The ironclad Pilbara is incised by human marks, spoils,
solar configurations and more commonly the clarity of a line.
A roiled surface built Zircon crystals over four billion years ago
then baked a roast granite crust that eventually accepted
the world’s oldest art. Longevity sours the ancient tongues.
Locusts swarm south of parched river systems life infiltrated,
mines gouge the emaciated dermis like ravenous bandicoots.
We count the intimate seasons on our fingers, the Yawuru below
used seven. A south-east wind furrows Wirralburu, dry as lizard scat.
Those who know the scale of this supersized country one-to-one,
one-on-one are sailing with just fragments of song – a catastrophe.
I’m told I need five simple knots to climb further, but know only one.
I take aim at our shadow wreathed in a halo, variations leaking
from how much clouds weigh. The weightless emptiness is shocked
by a vast straight line ahead demarcating the limit of advance.
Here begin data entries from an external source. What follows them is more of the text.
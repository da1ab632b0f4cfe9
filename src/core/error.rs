use thiserror::Error;

#[derive(Error, Debug)]
pub enum BlockStoreError {
    #[error("Out of blocks: no unused blocks available")]
    OutOfBlocks,

    #[error("Block location not found: offset {offset_bytes}, size {size_bytes} is not an unused block")]
    LocationNotFound { offset_bytes: u64, size_bytes: u64 },

    #[error("I/O error: {0}")]
    Io(#[from] std::io::Error),

    #[error("Size mismatch: expected {expected} bytes, got {actual}")]
    SizeMismatch { expected: u64, actual: u64 },

    #[error("Source exceeds declared size of {expected} bytes")]
    SourceTooLong { expected: u64 },

    #[error("Digest mismatch: expected {expected}, got {actual}")]
    DigestMismatch { expected: String, actual: String },

    #[error("Invalid digest: {0}")]
    InvalidDigest(String),

    #[error("Invalid configuration: {0}")]
    InvalidConfig(String),

    #[error("Configuration parse error: {0}")]
    ConfigParse(#[from] toml::de::Error),

    #[error("Serialization error: {0}")]
    Serialization(#[from] serde_json::Error),

    #[error("Encoding error: {0}")]
    Encoding(#[from] bincode::Error),
}

impl BlockStoreError {
    /// Whether the operation may succeed if retried later.
    ///
    /// Only exhaustion qualifies: blocks become available again once other
    /// holders release them.
    pub fn is_retryable(&self) -> bool {
        matches!(self, BlockStoreError::OutOfBlocks)
    }
}

pub type Result<T> = std::result::Result<T, BlockStoreError>;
Large square fields daubed in sullen pastels lacking the joi de vivre
of tulips’ gay geometry or the sunflower gold that floods Provence.
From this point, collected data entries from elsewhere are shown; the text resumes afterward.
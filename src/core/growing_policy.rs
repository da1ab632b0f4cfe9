//! Block list growing policies
//!
//! The generational block list keeps its blocks in three groups: "old"
//! blocks are only read from, "current" blocks hold recently refreshed data
//! and "new" blocks accept writes. Before allocating, it asks a
//! [`BlockListGrowingPolicy`] whether the current or new group may grow.

/// Decides whether the number of blocks in a block list may grow
pub trait BlockListGrowingPolicy: Send + Sync {
    fn should_grow_new_blocks(&self, current_blocks: usize, new_blocks: usize) -> bool;
    fn should_grow_current_blocks(&self, current_blocks: usize) -> bool;
}

/// Policy for stores of immutable objects, such as the Content Addressable
/// Storage.
///
/// New objects may be spread over many "new" blocks, which evens out wear and
/// amortizes the cost of refreshing them later. If there are few "current"
/// blocks the number of "new" blocks may exceed its configured size, keeping
/// the combined total at the target. Current blocks are never written to
/// directly, so they never grow.
#[derive(Debug, Clone, Copy, PartialEq, Eq)]
pub struct ImmutableBlockListGrowingPolicy {
    desired_current_and_new_blocks: usize,
}

impl ImmutableBlockListGrowingPolicy {
    pub fn new(current_blocks: usize, new_blocks: usize) -> Self {
        ImmutableBlockListGrowingPolicy {
            desired_current_and_new_blocks: current_blocks + new_blocks,
        }
    }
}

impl BlockListGrowingPolicy for ImmutableBlockListGrowingPolicy {
    fn should_grow_new_blocks(&self, current_blocks: usize, new_blocks: usize) -> bool {
        current_blocks + new_blocks < self.desired_current_and_new_blocks
    }

    fn should_grow_current_blocks(&self, _current_blocks: usize) -> bool {
        false
    }
}

/// Policy for stores whose entries may be overwritten, such as an action
/// cache.
///
/// Updating an entry replaces its location in the map, which only works if
/// writes land in one place. There is therefore exactly one "new" block, and
/// the "current" group may grow up to its configured size instead.
#[derive(Debug, Clone, Copy, PartialEq, Eq)]
pub struct MutableBlockListGrowingPolicy {
    desired_current_blocks: usize,
}

impl MutableBlockListGrowingPolicy {
    pub fn new(current_blocks: usize) -> Self {
        MutableBlockListGrowingPolicy {
            desired_current_blocks: current_blocks,
        }
    }
}

impl BlockListGrowingPolicy for MutableBlockListGrowingPolicy {
    fn should_grow_new_blocks(&self, _current_blocks: usize, new_blocks: usize) -> bool {
        new_blocks < 1
    }

    fn should_grow_current_blocks(&self, current_blocks: usize) -> bool {
        current_blocks < self.desired_current_blocks
    }
}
Farms sprout settlements and grids flowering a trickle of traffic.
A toddler picking blackberries on Cissbury Ring, Iron Age fort
and mine where antlers recovered flint, saw cars parked below
and asked if he could play with them with his woad hands.
My distance vision has improved as Earth recedes to a plaything.
Losing perspective, we skim an isolated city, its industrial fringe,
OCD orchards, cemetery teeth, beige walls cementing new developments.
Some mansion with toy palms spits a fountain, a ribbon of trees
winds the river past an oval and pylon. We’ve left the desert behind
as if our relationship with nature could be that straight forward.